*Description of the task*. Reproduce, unaltered, the line with "kills += strike::process_strike(&mut" along with every line that follows it in the records, up to the last.

Start of Data supplied

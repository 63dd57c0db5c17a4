//! Headless scenario runner entry point.
//!
//! Loads a scenario JSON file, drives the combat state machine tick by
//! tick, and prints a summary of the damage events recorded in the ring.

use log::{error, info, warn, LevelFilter};

use strikecore::adapters::{InfusionTable, NoBuffs, OpenFieldNavigation};
use strikecore::cli::Args;
use strikecore::external::{NullDamageNumberUi, NullHitFeedback, NullProcs, StatCacheSnapshot};
use strikecore::geometry::{HitSweepMask, HitboxTuning, MismatchCounters, PixelMaskCache, WeaponHitGeo};
use strikecore::io::hitbox_tuning::HitboxTuningFile;
use strikecore::io::weapon_geometry::WeaponGeometryTable;
use strikecore::scenario::{ScenarioFile, ScenarioOutcome};
use strikecore::state_machine::Phase;
use strikecore::strike::{self, CritLayeringMode, StrikeContext};

fn level_filter(name: &str) -> LevelFilter {
    match name.to_lowercase().as_str() {
        "error" => LevelFilter::Error,
        "warn" => LevelFilter::Warn,
        "info" => LevelFilter::Info,
        "debug" => LevelFilter::Debug,
        "trace" => LevelFilter::Trace,
        _ => {
            eprintln!("invalid log level '{}', defaulting to 'info'", name);
            LevelFilter::Info
        }
    }
}

fn main() {
    let args = Args::parse_args();
    env_logger::Builder::new()
        .filter_level(level_filter(&args.log_level))
        .init();

    info!("loading scenario from {}", args.scenario.display());
    let scenario = match ScenarioFile::load_from_file(&args.scenario) {
        Ok(s) => s,
        Err(e) => {
            error!("failed to load scenario: {}", e);
            std::process::exit(1);
        }
    };

    let mut weapon_geo_table = WeaponGeometryTable::new();
    let mut geo = WeaponHitGeo::default_geo();
    if let Some(path) = &args.weapon_geometry {
        let count = weapon_geo_table.load_from_file(path);
        if count < 0 {
            warn!("failed to load weapon geometry from {}, using defaults", path.display());
        } else {
            info!("loaded {} weapon geometry entries", count);
            if let Some(id) = scenario.player.equipped_weapon_id {
                if let Some(g) = weapon_geo_table.get(id as i32) {
                    geo = g.clone();
                }
            }
        }
    }

    let mut tuning = HitboxTuning::default();
    if let Some(path) = &args.hitbox_tuning {
        match HitboxTuningFile::load_from_file(path) {
            Ok(t) => tuning = t,
            Err(e) => warn!("failed to load hitbox tuning: {}, using defaults", e),
        }
    }

    let (mut player, mut state) = scenario.build_player();
    let mut enemies = scenario.build_enemies();
    let mut weapons = scenario.build_weapon_table();
    let infusions = InfusionTable::new();
    let navigation = OpenFieldNavigation;
    let buffs = NoBuffs;
    let mut procs = NullProcs;
    let mut hit_feedback = NullHitFeedback;
    let mut damage_ui = NullDamageNumberUi;
    let mut ring = strikecore::damage_event::DamageEventRing::new();
    let stats = StatCacheSnapshot::default();
    let mut hit_mask = HitSweepMask::default();
    let mut mismatch = MismatchCounters::default();
    let mut pixel_cache = PixelMaskCache::new();

    let attack_ticks: std::collections::HashSet<u32> = scenario.attack_ticks.iter().copied().collect();
    let mut rng = rand::thread_rng();

    let mut kills = 0u32;
    let mut anim_frame = 0i32;
    let mut ticks_run = 0u32;

    for tick in 0..scenario.max_ticks {
        ticks_run = tick + 1;
        let attack_pressed = attack_ticks.contains(&tick);
        state.tick(scenario.dt_ms, attack_pressed, &mut player);
        anim_frame += 1;

        if state.phase == Phase::Strike {
            let mut ctx = StrikeContext {
                weapons: &mut weapons,
                infusions: &infusions,
                buffs: &buffs,
                procs: &mut procs,
                navigation: &navigation,
                obstruction_hook: None,
                hit_feedback: &mut hit_feedback,
                damage_ui: &mut damage_ui,
                ring: &mut ring,
                stats: &stats,
                geo: &geo,
                tuning: &tuning,
                hit_mask: &mut hit_mask,
                mismatch: &mut mismatch,
                pixel_cache: Some(&mut pixel_cache),
                use_pixel_masks: false,
                anim_frame,
                strict_team_filter: false,
                crit_layering_mode: CritLayeringMode::PreMitigation,
                force_crit_mode: None,
                forced_attack_test_mode: false,
            };

            kills += strike::process_strike(&mut state, &mut player, &mut enemies, &mut ctx, &mut || {
                rand::Rng::gen_range(&mut rng, 0.0..1.0)
            });
        }

        if enemies.iter().all(|e| !e.is_alive()) {
            info!("all enemies defeated at tick {}", tick);
            break;
        }
    }

    let outcome = ScenarioOutcome {
        ticks_run,
        kills,
        final_enemy_health: enemies.iter().map(|e| e.health).collect(),
        events_emitted: ring.total(),
    };

    info!(
        "scenario complete: {} ticks, {} kills, {} events recorded",
        outcome.ticks_run, outcome.kills, outcome.events_emitted
    );
    for event in ring.snapshot(ring.len()) {
        println!(
            "attack={} type={:?} crit={} raw={} mitigated={} overkill={} execution={}",
            event.attack_id, event.damage_type, event.crit, event.raw_damage, event.mitigated, event.overkill, event.execution
        );
    }
    for (i, health) in outcome.final_enemy_health.iter().enumerate() {
        println!("enemy[{}] health={:.1}/{:.1} alive={}", i, health, enemies[i].max_health, *health > 0.0);
    }
}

End of Data supplied

*Result for this task*.
            kills += strike::process_strike(&mut state, &mut player, &mut enemies, &mut ctx, &mut || {
                rand::Rng::gen_range(&mut rng, 0.0..1.0)
            });
        }

        if enemies.iter().all(|e| !e.is_alive()) {
            info!("all enemies defeated at tick {}", tick);
            break;
        }
    }

    let outcome = ScenarioOutcome {
        ticks_run,
        kills,
        final_enemy_health: enemies.iter().map(|e| e.health).collect(),
        events_emitted: ring.total(),
    };

    info!(
        "scenario complete: {} ticks, {} kills, {} events recorded",
        outcome.ticks_run, outcome.kills, outcome.events_emitted
    );
    for event in ring.snapshot(ring.len()) {
        println!(
            "attack={} type={:?} crit={} raw={} mitigated={} overkill={} execution={}",
            event.attack_id, event.damage_type, event.crit, event.raw_damage, event.mitigated, event.overkill, event.execution
        );
    }
    for (i, health) in outcome.final_enemy_health.iter().enumerate() {
        println!("enemy[{}] health={:.1}/{:.1} alive={}", i, health, enemies[i].max_health, *health > 0.0);
    }
}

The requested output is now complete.